The insipid levelling morality to which the modern stage is tied down would not admit of such admirable passions as these scenes are filled with. A Puritanical obtuseness of sentiment, a stupid infantile goodness, is creeping among us, instead of the vigorous passions and virtues clad in flesh and blood, with which the old dramatists present us. Those noble and liberal casuists could discern in the differences, the quarrels, the animosities of man, a beauty and truth of moral feeling, no less than in the iterately inculcated duties of forgiveness and atonement. With us all is hypocritical meekness. A reconciliation scene (let the occasion be never so absurd or unnatural) is always sure of applause. Our audiences come to the theatre to be complimented on their goodness. They compare notes with the amiable characters in the play, and find a wonderful similarity of disposition between them. We have a common stock of dramatic morality out of which a writer may be supplied without the trouble of copying from originals within his own breast. To know the boundaries of honour, to be judiciously valiant, to have a temperance which shall beget a smoothness in the angry swellings of youth, to esteem life as nothing when the sacred reputation of a parent is to be defended, yet to shake and tremble under a pious cowardice when that ark of an honest confidence is found to be frail and tottering, to feel the true blows of a real disgrace blunting that sword which the imaginary strokes of a supposed false imputation had put so keen an edge upon but lately; to do, or to imagine this done in a feigned story, asks something more of a moral sense, somewhat a greater delicacy of perception in questions of right and wrong, than goes to the writing of two or three hackneyed sentences about the laws of honour as opposed to the laws of the land or a commonplace against duelling. Yet such things would stand a writer nowadays in far better stead than Captain Ager and his conscientious honour; and he would be considered a far better teacher of morality than old Rowley or Middleton if they were living.

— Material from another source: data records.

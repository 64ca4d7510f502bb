// SPDX-License-Identifier: Apache-2.0
// Copyright Open Network Fabric Authors

//! Apply configurations through the reloader sidecar of the routing daemon: the rendered text is
//! written to a file shared with the sidecar, then a POST asks it to reload.

use crate::frr::ApplyError;
use crate::frr::reloader::ConfigApplier;
use crate::frr::renderer::builder::Render;
use config::internal::FrrConfig;
use hyper::client::conn::http1;
use hyper::{Method, Request, header};
use hyper_util::rt::TokioIo;
use std::path::PathBuf;
use std::time::Duration;
use tokio::net::TcpStream;
use tokio::time::timeout;
#[allow(unused)]
use tracing::{debug, error, info, warn};

/// How long the reloader has to accept a reload request and answer it.
pub const DEFAULT_TRIGGER_TIMEOUT: Duration = Duration::from_secs(30);

#[derive(Clone, Debug)]
pub struct HttpReloader {
    config_path: PathBuf,
    /// `host:port` of the reloader.
    address: String,
    timeout: Duration,
}

impl HttpReloader {
    #[must_use]
    pub fn new(config_path: impl Into<PathBuf>, address: impl Into<String>) -> Self {
        Self {
            config_path: config_path.into(),
            address: address.into(),
            timeout: DEFAULT_TRIGGER_TIMEOUT,
        }
    }

    #[must_use]
    pub fn with_timeout(mut self, timeout: Duration) -> Self {
        self.timeout = timeout;
        self
    }

    async fn write(&self, text: String) -> Result<(), ApplyError> {
        debug!("Writing frr config to {}", self.config_path.display());
        tokio::fs::write(&self.config_path, text)
            .await
            .map_err(|source| ApplyError::Write {
                path: self.config_path.clone(),
                source,
            })
    }

    async fn trigger(&self) -> Result<(), ApplyError> {
        timeout(self.timeout, self.post())
            .await
            .map_err(|_| ApplyError::Timeout {
                address: self.address.clone(),
                after: self.timeout,
            })?
    }

    async fn post(&self) -> Result<(), ApplyError> {
        let stream =
            TcpStream::connect(&self.address)
                .await
                .map_err(|source| ApplyError::Connect {
                    address: self.address.clone(),
                    source,
                })?;
        let http_err = |source| ApplyError::Http {
            address: self.address.clone(),
            source,
        };
        let (mut sender, connection) = http1::handshake(TokioIo::new(stream))
            .await
            .map_err(http_err)?;
        let connection = tokio::spawn(connection);

        let request = Request::builder()
            .method(Method::POST)
            .uri("/")
            .header(header::HOST, &self.address)
            .body(String::new())?;
        let response = sender.send_request(request).await.map_err(http_err);
        connection.abort();

        let status = response?.status();
        if !status.is_success() {
            return Err(ApplyError::Status(status.as_u16()));
        }
        Ok(())
    }
}

impl ConfigApplier for HttpReloader {
    async fn apply(&self, config: &FrrConfig) -> Result<(), ApplyError> {
        let rendered = config.render(&());
        debug!("FRR configuration is:\n{rendered}");
        self.write(rendered.to_string()).await?;
        self.trigger().await?;
        info!("Reloader at {} accepted the new config", self.address);
        Ok(())
    }
}

#[cfg(test)]
mod tests {
    use super::*;
    use axum::Router;
    use axum::http::StatusCode;
    use axum::routing::post;
    use config::internal::UnderlayConfig;
    use std::net::SocketAddr;
    use std::sync::Arc;
    use std::sync::atomic::{AtomicUsize, Ordering};
    use tokio::net::TcpListener;
    use tracing_test::traced_test;

    fn config() -> FrrConfig {
        FrrConfig {
            log_level: "debugging".to_string(),
            hostname: "node-0".to_string(),
            underlay: UnderlayConfig {
                asn: 64514,
                vtep: "100.65.0.1/32".parse().unwrap(),
                neighbors: vec![],
            },
            vnis: vec![],
        }
    }

    /// A reloader answering every POST with `status`, counting requests.
    async fn fake_reloader(status: StatusCode) -> (SocketAddr, Arc<AtomicUsize>) {
        let hits = Arc::new(AtomicUsize::new(0));
        let counter = hits.clone();
        let app = Router::new().route(
            "/",
            post(move || {
                let counter = counter.clone();
                async move {
                    counter.fetch_add(1, Ordering::SeqCst);
                    status
                }
            }),
        );
        let listener = TcpListener::bind("127.0.0.1:0").await.unwrap();
        let address = listener.local_addr().unwrap();
        tokio::spawn(async move { axum::serve(listener, app).await.unwrap() });
        (address, hits)
    }

    fn scratch_file(name: &str) -> PathBuf {
        std::env::temp_dir().join(format!("perouter-{name}-{}.conf", std::process::id()))
    }

    #[tokio::test]
    #[traced_test]
    async fn test_apply_writes_and_triggers() {
        let (address, hits) = fake_reloader(StatusCode::OK).await;
        let path = scratch_file("ok");
        let reloader = HttpReloader::new(&path, address.to_string());
        reloader.apply(&config()).await.unwrap();
        assert_eq!(hits.load(Ordering::SeqCst), 1);
        let written = std::fs::read_to_string(&path).unwrap();
        assert!(written.contains("hostname node-0\n"));
        assert!(written.contains("router bgp 64514\n"));
        std::fs::remove_file(&path).unwrap();
    }

    #[tokio::test]
    #[traced_test]
    async fn test_error_status_fails() {
        let (address, hits) = fake_reloader(StatusCode::INTERNAL_SERVER_ERROR).await;
        let path = scratch_file("status");
        let reloader = HttpReloader::new(&path, address.to_string());
        let err = reloader.apply(&config()).await.unwrap_err();
        assert!(matches!(err, ApplyError::Status(500)));
        assert_eq!(hits.load(Ordering::SeqCst), 1);
        std::fs::remove_file(&path).unwrap();
    }

    #[tokio::test]
    #[traced_test]
    async fn test_unreachable_reloader_fails() {
        let listener = TcpListener::bind("127.0.0.1:0").await.unwrap();
        let address = listener.local_addr().unwrap();
        drop(listener);
        let path = scratch_file("unreachable");
        let reloader = HttpReloader::new(&path, address.to_string());
        let err = reloader.apply(&config()).await.unwrap_err();
        assert!(matches!(err, ApplyError::Connect { .. }));
        std::fs::remove_file(&path).unwrap();
    }

    #[tokio::test]
    #[traced_test]
    async fn test_silent_reloader_times_out() {
        let listener = TcpListener::bind("127.0.0.1:0").await.unwrap();
        let address = listener.local_addr().unwrap();
        tokio::spawn(async move {
            let (_socket, _) = listener.accept().await.unwrap();
            std::future::pending::<()>().await;
        });
        let path = scratch_file("silent");
        let reloader = HttpReloader::new(&path, address.to_string())
            .with_timeout(Duration::from_millis(200));
        let err = reloader.apply(&config()).await.unwrap_err();
        assert!(matches!(
            err,
            ApplyError::Timeout { after, .. } if after == Duration::from_millis(200)
        ));
        std::fs::remove_file(&path).unwrap();
    }

    #[tokio::test]
    async fn test_unwritable_path_fails_before_posting() {
        let (address, hits) = fake_reloader(StatusCode::OK).await;
        let reloader = HttpReloader::new("/nonexistent/dir/frr.conf", address.to_string());
        let err = reloader.apply(&config()).await.unwrap_err();
        assert!(matches!(err, ApplyError::Write { .. }));
        assert_eq!(hits.load(Ordering::SeqCst), 0);
    }
}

Though some resemblance may be traced between the Charms in Macbeth and the Incantations in this Play, which is supposed to have preceded it, this coincidence will not detract much from the originality of Shakspeare. His Witches are distinguished from the Witches of Middleton by essential differences. These are creatures to whom man or woman plotting some dire mischief might resort for occasional consultation. Those originate deeds of blood, and begin bad impulses to men. From the moment that their eyes first meet with Macbeth's, he is spellbound. That meeting sways his destiny. He can never break the fascination. These Witches can hurt the body: those have power over the soul. Hecate in Middleton has a Son, a low buffoon: the hags of Shakspeare have neither child of their own, nor seem to be descended from any parent. They are foul Anomalies, of whom we know not whence they are sprung, nor whether they have beginning or ending. As they are without human passions, so they seem to be without human relations. They come with thunder and lightning, and vanish to airy music. This is all we know of them.—Except Hecate, they have no names; which heightens their mysteriousness. Their names, and some of the properties, which Middleton has given to his Hags, excite smiles. The Weird Sisters are serious things. Their presence cannot co-exist with mirth. But in a lesser degree the witches of Middleton are fine creations. Their power too is, in some measure, over the mind. They raise jars, jealousies, strife, like a thick scurf o'er life.

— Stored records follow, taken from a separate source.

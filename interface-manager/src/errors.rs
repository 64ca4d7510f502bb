// SPDX-License-Identifier: Apache-2.0
// Copyright Open Network Fabric Authors

//! Dataplane errors.
//!
//! Every failure names the operation and the object it failed on. None of them is fatal to the
//! process: the next convergence pass resumes from whatever state was left behind.

use crate::netns::NetnsError;
use nix::errno::Errno;
use std::num::NonZeroI32;
use std::path::PathBuf;
use strum::Display;
use thiserror::Error;

#[derive(Clone, Copy, Debug, Display, PartialEq, Eq)]
#[strum(serialize_all = "lowercase")]
pub enum Op {
    Create,
    Lookup,
    Move,
    Delete,
    Update,
}

#[derive(Clone, Copy, Debug, Display, PartialEq, Eq)]
#[strum(serialize_all = "lowercase")]
pub enum Kind {
    Link,
    Loopback,
    Nic,
    Veth,
    Vrf,
    Bridge,
    Vxlan,
    Address,
    Route,
}

#[derive(Debug, Error)]
pub enum DataplaneError {
    #[error("Failed to {op} {kind} '{name}': {source}")]
    Netlink {
        op: Op,
        kind: Kind,
        name: String,
        #[source]
        source: rtnetlink::Error,
    },
    #[error("No {kind} named '{name}'")]
    NotFound { kind: Kind, name: String },
    #[error("Failed to disable address generation on {path}: {source}")]
    Sysctl {
        path: PathBuf,
        #[source]
        source: std::io::Error,
    },
    #[error("No free routing table for vrf '{0}'")]
    NoFreeTable(String),
    #[error(transparent)]
    Netns(#[from] NetnsError),
}

impl DataplaneError {
    /// Whether the current thread may have been left in an unknown namespace.
    #[must_use]
    pub fn is_fatal(&self) -> bool {
        matches!(self, DataplaneError::Netns(NetnsError::Restore(_)))
    }
}

/// Attach the failed operation and object to a netlink result.
pub(crate) trait NetlinkContext<T> {
    fn context(self, op: Op, kind: Kind, name: impl Into<String>) -> Result<T, DataplaneError>;
}

impl<T> NetlinkContext<T> for Result<T, rtnetlink::Error> {
    fn context(self, op: Op, kind: Kind, name: impl Into<String>) -> Result<T, DataplaneError> {
        self.map_err(|source| DataplaneError::Netlink {
            op,
            kind,
            name: name.into(),
            source,
        })
    }
}

/// Whether the kernel answered with `errno`.
pub(crate) fn is_errno(err: &rtnetlink::Error, errno: Errno) -> bool {
    match err {
        rtnetlink::Error::NetlinkError(msg) => msg.code.map(NonZeroI32::get) == Some(-(errno as i32)),
        _ => false,
    }
}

Here surely we have the right stuff. Terse, pregnant sentences; few words, but going to the very heart of the matter. That Lamb was justly proud of his pioneer work in this field of literary research is certain, for in a short autobiography which he prepared for a friend's album—in what has been called "the briefest, and perhaps the wittiest and most truthful autobiography in the language"—he wrote as follows:
He also was the first to draw the Public attention to the old English Dramatists, in a work called "Specimens of English Dramatic Writers who lived about the Time of Shakspeare," published about fifteen years since.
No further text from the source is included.